Varios años después, Miguel López ya no es un "pendejo" (cuarenta y un años marca su DNI) ni integra el Cuarteto ("Irme de su lado no fue claro ni sencillo", dirá), pero sí mantiene esa música conectada con el existencialismo tanguero, la reverberación rockera y el absurdo porteño (¿Conrado Nalé Roxlo en duelo verbal con un cuchillero?) que desde adolescente le brota de adentro. Y que al día de hoy reúne una discografía de carácter y vuelo propio cuyo último álbum, Mi lágrima n° 100 (Ultrapop, 2020), encarna como los anteriores su ya reconocido fatalismo arltiano en estado eléctrico. Aunque, esta vez, en plan un poco más sosegado. "Siempre fui muy desordenado para escribir y siempre quise hacer canciones", dice. "Ahora ya no tanto. Sólo quiero escribir y entender lo que me pasa. Comprenderme mejor".

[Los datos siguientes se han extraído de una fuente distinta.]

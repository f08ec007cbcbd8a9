//! The public polygon model: contours of points, polygons of contours.

use crate::geom::Point;
use crate::Error;

/// A single closed loop of a polygon.
///
/// The closing edge from the last point back to the first is implicit. On
/// input the orientation is not trusted and the hole metadata is ignored; on
/// output, outer contours are counter-clockwise, holes are clockwise, and
/// [`Contour::holes`] lists the holes of each outer contour.
#[derive(Clone, Debug, PartialEq, serde::Serialize, serde::Deserialize)]
pub struct Contour {
    /// The vertices of the loop.
    pub points: Vec<Point>,
    holes: Vec<usize>,
    external: bool,
}

impl Default for Contour {
    fn default() -> Self {
        Contour::new(Vec::new())
    }
}

impl Contour {
    /// Create a contour from a list of vertices.
    pub fn new(points: Vec<Point>) -> Self {
        Contour {
            points,
            holes: Vec::new(),
            external: true,
        }
    }

    /// Indices (within the owning polygon) of the contours that are holes of
    /// this one. Only meaningful on polygons produced by
    /// [`Polygon::construct`].
    pub fn holes(&self) -> &[usize] {
        &self.holes
    }

    /// Is this an outer contour, as opposed to a hole? Only meaningful on
    /// polygons produced by [`Polygon::construct`].
    pub fn is_external(&self) -> bool {
        self.external
    }

    /// The signed area enclosed by the contour: positive for
    /// counter-clockwise loops, negative for clockwise ones.
    pub fn signed_area(&self) -> f64 {
        let mut area = 0.0;
        for (p, q) in cyclic_pairs(&self.points) {
            area += p.x * q.y - q.x * p.y;
        }
        area / 2.0
    }

    /// Is the contour wound counter-clockwise?
    pub fn is_counter_clockwise(&self) -> bool {
        self.signed_area() > 0.0
    }

    /// Reverse the winding direction.
    pub fn reverse_orientation(&mut self) {
        self.points.reverse();
    }

    /// The axis-aligned bounding box, as `(min, max)` corners. `None` for an
    /// empty contour.
    pub fn bounding_box(&self) -> Option<(Point, Point)> {
        bounding_box(self.points.iter())
    }

    /// Iterate over the edges of the contour, including the implicit closing
    /// edge.
    pub(crate) fn edges(&self) -> impl Iterator<Item = (&Point, &Point)> {
        cyclic_pairs(&self.points)
    }

    pub(crate) fn add_hole(&mut self, contour_index: usize) {
        self.holes.push(contour_index);
    }

    pub(crate) fn set_internal(&mut self) {
        self.external = false;
    }
}

impl From<Vec<(f64, f64)>> for Contour {
    fn from(points: Vec<(f64, f64)>) -> Self {
        Contour::new(points.into_iter().map(Point::from).collect())
    }
}

fn cyclic_pairs<T>(xs: &[T]) -> impl Iterator<Item = (&T, &T)> {
    xs.windows(2)
        .map(|pair| (&pair[0], &pair[1]))
        .chain(xs.last().zip(xs.first()))
}

fn bounding_box<'a>(points: impl Iterator<Item = &'a Point>) -> Option<(Point, Point)> {
    let mut ret: Option<(Point, Point)> = None;
    for p in points {
        match &mut ret {
            None => ret = Some((*p, *p)),
            Some((min, max)) => {
                min.x = min.x.min(p.x);
                min.y = min.y.min(p.y);
                max.x = max.x.max(p.x);
                max.y = max.y.max(p.y);
            }
        }
    }
    ret
}

/// A polygon: zero or more closed contours.
///
/// Contours may be outer boundaries or holes, in any orientation, and are
/// allowed to touch themselves, repeat, or self-intersect; the boolean
/// operations resolve all of that. `Clone` produces a deep copy.
#[derive(Clone, Debug, Default, PartialEq, serde::Serialize, serde::Deserialize)]
pub struct Polygon {
    /// The contours making up the polygon.
    pub contours: Vec<Contour>,
}

impl Polygon {
    /// Create a polygon from a list of contours.
    pub fn new(contours: Vec<Contour>) -> Self {
        Polygon { contours }
    }

    /// A polygon with no contours.
    pub fn empty() -> Self {
        Polygon::default()
    }

    /// Does this polygon have no contours at all?
    pub fn is_empty(&self) -> bool {
        self.contours.is_empty()
    }

    /// Append a contour.
    pub fn push(&mut self, contour: Contour) {
        self.contours.push(contour);
    }

    /// The sum of the signed areas of all contours. On output polygons
    /// (outer contours counter-clockwise, holes clockwise) this is the
    /// enclosed area.
    pub fn area(&self) -> f64 {
        self.contours.iter().map(Contour::signed_area).sum()
    }

    /// The axis-aligned bounding box over all contours, as `(min, max)`
    /// corners. `None` for a polygon with no points.
    pub fn bounding_box(&self) -> Option<(Point, Point)> {
        bounding_box(self.contours.iter().flat_map(|c| c.points.iter()))
    }

    /// The total number of vertices, over all contours.
    pub(crate) fn vertex_count(&self) -> usize {
        self.contours.iter().map(|c| c.points.len()).sum()
    }

    /// Validate and clean a polygon before sweeping: reject non-finite
    /// coordinates, drop consecutive duplicate vertices (including the
    /// explicit closing vertex, if present), and drop contours left with
    /// fewer than three points — they enclose nothing and contribute no
    /// segments.
    pub(crate) fn sanitized(&self) -> Result<Polygon, Error> {
        let mut contours = Vec::with_capacity(self.contours.len());
        for contour in &self.contours {
            let mut points: Vec<Point> = Vec::with_capacity(contour.points.len());
            for p in &contour.points {
                if !p.x.is_finite() || !p.y.is_finite() {
                    return Err(Error::DegenerateInput);
                }
                if points.last() != Some(p) {
                    points.push(*p);
                }
            }
            while points.len() > 1 && points.first() == points.last() {
                points.pop();
            }
            if points.len() >= 3 {
                contours.push(Contour::new(points));
            }
        }
        Ok(Polygon { contours })
    }
}

impl From<Vec<Vec<(f64, f64)>>> for Polygon {
    fn from(contours: Vec<Vec<(f64, f64)>>) -> Self {
        Polygon::new(contours.into_iter().map(Contour::from).collect())
    }
}

impl std::ops::Index<usize> for Polygon {
    type Output = Contour;

    fn index(&self, index: usize) -> &Contour {
        &self.contours[index]
    }
}

#[cfg(test)]
mod tests {
    use super::*;

    #[test]
    fn signed_area_orientation() {
        let ccw = Contour::from(vec![(0.0, 0.0), (2.0, 0.0), (2.0, 1.0), (0.0, 1.0)]);
        assert_eq!(ccw.signed_area(), 2.0);
        assert!(ccw.is_counter_clockwise());

        let mut cw = ccw.clone();
        cw.reverse_orientation();
        assert_eq!(cw.signed_area(), -2.0);
        assert!(!cw.is_counter_clockwise());
    }

    #[test]
    fn bounding_boxes() {
        let poly = Polygon::from(vec![
            vec![(0.0, 0.0), (1.0, 0.0), (1.0, 1.0)],
            vec![(-2.0, 3.0), (4.0, 3.0), (0.0, 5.0)],
        ]);
        let (min, max) = poly.bounding_box().unwrap();
        assert_eq!(min, Point::new(-2.0, 0.0));
        assert_eq!(max, Point::new(4.0, 5.0));
        assert!(Polygon::empty().bounding_box().is_none());
    }

    #[test]
    fn sanitize_dedups_and_drops() {
        let poly = Polygon::from(vec![
            // Duplicate run and an explicit closing vertex.
            vec![(0.0, 0.0), (0.0, 0.0), (1.0, 0.0), (1.0, 1.0), (0.0, 0.0)],
            // Too few distinct points to enclose anything.
            vec![(5.0, 5.0), (5.0, 5.0)],
            vec![(7.0, 7.0)],
        ]);
        let clean = poly.sanitized().unwrap();
        assert_eq!(clean.contours.len(), 1);
        assert_eq!(clean.contours[0].points.len(), 3);
    }

    #[test]
    fn sanitize_rejects_nan() {
        let poly = Polygon::from(vec![vec![(0.0, 0.0), (f64::NAN, 0.0), (1.0, 1.0)]]);
        assert_eq!(poly.sanitized(), Err(Error::DegenerateInput));
    }
}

Todo empezó con abuelo materno, un inmigrante portugués recién bajado del barco. "Se murió cuando yo tenía diez. Pero me marcó. Era recontra tanguero, peronista. Y cuando entré en la adolescencia empecé a flashear con él", cuenta Miguel, que nació y se crió en Godoy Cruz, Mendoza, y cursó los primeros años en el Bellas Artes de la ciudad capital como un darki-punk de los noventa copado con Peligrosos Gorriones, Los Visitantes o Todos Tus Muertos. Pero que una tarde se vio llegando al colegio con el sobretodo negro que usaba su abuelo y una obsesión insólita por tocar el bandoneón. "Un hermano me regaló la banda de sonido de Sur, de Pino Solanas. Y me alucinó. Recuerdo gastar el casete. Escucharlo Goyeneche todo el día y sentir a mi abuelo ahí".

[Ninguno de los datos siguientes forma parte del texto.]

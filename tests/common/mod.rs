//! Shared helpers for the integration suites: canonicalization of polygons
//! so results can be compared against expected vertex lists regardless of
//! starting vertex, winding direction, contour order, or benign collinear
//! subdivision points.
#![allow(dead_code)]

use polysweep::Polygon;

/// Signed area (doubled) of the triangle `(a, b, c)`, exact in f64.
fn area2(a: (f64, f64), b: (f64, f64), c: (f64, f64)) -> f64 {
    (a.0 - c.0) * (b.1 - c.1) - (b.0 - c.0) * (a.1 - c.1)
}

fn contour_area(points: &[(f64, f64)]) -> f64 {
    let mut area = 0.0;
    for i in 0..points.len() {
        let p = points[i];
        let q = points[(i + 1) % points.len()];
        area += p.0 * q.1 - q.0 * p.1;
    }
    area / 2.0
}

/// Remove vertices that are exactly collinear with their neighbors.
/// Different implementations of the same boolean operation legitimately
/// disagree about which subdivision points survive into the output, so the
/// comparison ignores them. Only *exact* collinearity is erased; a sliver
/// that is merely thin stays put.
fn simplify(mut points: Vec<(f64, f64)>) -> Vec<(f64, f64)> {
    loop {
        if points.len() <= 3 {
            return points;
        }
        let n = points.len();
        let redundant = (0..n).find(|&i| {
            let prev = points[(i + n - 1) % n];
            let next = points[(i + 1) % n];
            area2(prev, points[i], next) == 0.0
        });
        match redundant {
            Some(i) => {
                points.remove(i);
            }
            None => return points,
        }
    }
}

/// Canonical form: per contour, drop collinear vertices, orient
/// counter-clockwise, rotate so the lexicographically smallest vertex is
/// first; then sort contours by length and lexicographic content.
pub fn normalize(poly: &Polygon) -> Vec<Vec<(f64, f64)>> {
    let mut contours: Vec<Vec<(f64, f64)>> = poly
        .contours
        .iter()
        .filter(|c| !c.points.is_empty())
        .map(|c| {
            let mut pts: Vec<(f64, f64)> = c.points.iter().map(|p| (p.x, p.y)).collect();
            pts = simplify(pts);
            if contour_area(&pts) < 0.0 {
                pts.reverse();
            }
            let min = pts
                .iter()
                .enumerate()
                .min_by(|(_, a), (_, b)| a.partial_cmp(b).unwrap())
                .map(|(i, _)| i)
                .unwrap_or(0);
            pts.rotate_left(min);
            pts
        })
        .collect();
    contours.sort_by(|a, b| {
        a.len()
            .cmp(&b.len())
            .then_with(|| a.partial_cmp(b).unwrap())
    });
    contours
}

/// Assert that `actual` matches the expected contours, up to
/// normalization, with a per-coordinate tolerance.
pub fn assert_polygons_match(actual: &Polygon, expected: &[Vec<(f64, f64)>], tol: f64) {
    let got = normalize(actual);
    let want = normalize(&Polygon::from(expected.to_vec()));
    assert_eq!(
        got.len(),
        want.len(),
        "contour count mismatch\n  got:  {got:?}\n  want: {want:?}"
    );
    for (ci, (gc, wc)) in got.iter().zip(&want).enumerate() {
        assert_eq!(
            gc.len(),
            wc.len(),
            "contour {ci} length mismatch\n  got:  {gc:?}\n  want: {wc:?}"
        );
        for (pi, (g, w)) in gc.iter().zip(wc).enumerate() {
            assert!(
                (g.0 - w.0).abs() <= tol && (g.1 - w.1).abs() <= tol,
                "contour {ci} point {pi}: got {g:?}, want {w:?}\n  got:  {gc:?}\n  want: {wc:?}"
            );
        }
    }
}

/// Rotate every vertex of a polygon around the origin.
pub fn rotate(poly: &Polygon, radians: f64) -> Polygon {
    let (sin, cos) = radians.sin_cos();
    let contours: Vec<Vec<(f64, f64)>> = poly
        .contours
        .iter()
        .map(|c| {
            c.points
                .iter()
                .map(|p| (p.x * cos - p.y * sin, p.y * cos + p.x * sin))
                .collect()
        })
        .collect();
    Polygon::from(contours)
}
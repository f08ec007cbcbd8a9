use criterion::{black_box, criterion_group, criterion_main, Criterion};
use polysweep::{Op, Polygon};

type Contours = Vec<Vec<(f64, f64)>>;

fn squares((x0, y0): (f64, f64), size: f64, offset: f64, count: usize) -> Contours {
    let mut ret = Vec::new();
    for i in 0..count {
        let x = x0 + i as f64 * offset;
        for j in 0..count {
            let y = y0 + j as f64 * offset;
            ret.push(vec![
                (x, y),
                (x + size, y),
                (x + size, y + size),
                (x, y + size),
            ]);
        }
    }
    ret
}

fn checkerboard(n: usize) -> (Polygon, Polygon) {
    (
        Polygon::from(squares((0.0, 0.0), 30.0, 40.0, n)),
        Polygon::from(squares((20.0, 20.0), 30.0, 40.0, n - 1)),
    )
}

fn circle(cx: f64, cy: f64, r: f64, n: usize) -> Polygon {
    let points = (0..n)
        .map(|i| {
            let theta = std::f64::consts::TAU * i as f64 / n as f64;
            (cx + r * theta.cos(), cy + r * theta.sin())
        })
        .collect::<Vec<_>>();
    Polygon::from(vec![points])
}

fn checkerboard_union(c: &mut Criterion) {
    let (a, b) = checkerboard(10);
    c.bench_function("checkerboard union", |bench| {
        bench.iter(|| black_box(a.construct(Op::Union, &b).unwrap()))
    });
}

fn checkerboard_xor(c: &mut Criterion) {
    let (a, b) = checkerboard(10);
    c.bench_function("checkerboard xor", |bench| {
        bench.iter(|| black_box(a.construct(Op::Xor, &b).unwrap()))
    });
}

fn rect_circle_ops(c: &mut Criterion) {
    let rect = Polygon::from(vec![vec![(0.0, 0.0), (12.0, 0.0), (12.0, 16.0), (0.0, 16.0)]]);
    let disc = circle(6.0, 8.0, 8.0, 512);
    c.bench_function("rect vs 512-gon intersection", |bench| {
        bench.iter(|| black_box(rect.construct(Op::Intersection, &disc).unwrap()))
    });
}

criterion_group!(benches, checkerboard_union, checkerboard_xor, rect_circle_ops);
criterion_main!(benches);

Todo muy lindo. Pero... ¿cómo iba a hacer para aprender bandoneón viviendo en la Mendoza de los 90? "Ya casi no quedaban orquestas", cuenta López. Casi. "Un día me entero que Aníbal Appiolaza, legendario bandoneonista del tango mendocino, daba su último concierto antes de retirarse. Voy a verlo y pasa algo que si lo pienso hoy fue mágico, fue como el pase de una antorcha antes de extinguirse", se emociona Miguel que esa vez se acercó después de la función y sin más le planteó su deseo de convertirse en su aprendiz. Appiolaza al principio dudó. Encima notó que la lectura de partituras parecía no ser lo suyo. Pero entonces cambió el método y ahí sí el joven Miguel López entró como un trombo. Tenía el don. Y se dedicó a enseñarle hasta que partió a Buenos Aires.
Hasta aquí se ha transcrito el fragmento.